__Goal of the exercise__:
All of the records must be repeated exactly.

Records for processing: Begin

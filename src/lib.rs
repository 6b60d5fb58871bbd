//! txsql
//!
//! A transactional SQL service with a bounded connection pool, transaction
//! scoped statement caching and custom bind functions, together with the web
//! service pipeline that runs transactional handlers inside their own unit of
//! work bound to a server session.

pub mod auth;
pub mod config;
pub mod db;
pub mod error;
pub mod models;
pub mod server;
pub mod transport;

pub use config::{Config, SqlServiceConfig};
pub use db::{SqlService, Transaction};
pub use error::{SqlError, SqlResult};
pub use transport::{TubelineAssembler, WsError};
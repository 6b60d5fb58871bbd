//! Server-side sessions and job execution.

pub mod job;
pub mod session;

pub use job::{JobContext, JobInput, JobManager};
pub use session::{
    DefaultServerSessionFactory, ServerSession, ServerSessionFactory, SessionFactoryRegistry,
};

Records for processing: End

__Your response__:
filename src/lib.rs
repository 6b60d5fb58871bbd
//! txsql
//!
//! A transactional SQL service with a bounded connection pool, transaction
//! scoped statement caching and custom bind functions, together with the web
//! service pipeline that runs transactional handlers inside their own unit of
//! work bound to a server session.

pub mod auth;
pub mod config;
pub mod db;
pub mod error;
pub mod models;
pub mod server;
pub mod transport;

pub use config::{Config, SqlServiceConfig};
pub use db::{SqlService, Transaction};
pub use error::{SqlError, SqlResult};
pub use transport::{TubelineAssembler, WsError};
repository 6b60d5fb58871bbd
//! Server-side sessions and job execution.

pub mod job;
pub mod session;

pub use job::{JobContext, JobInput, JobManager};
pub use session::{
    DefaultServerSessionFactory, ServerSession, ServerSessionFactory, SessionFactoryRegistry,
};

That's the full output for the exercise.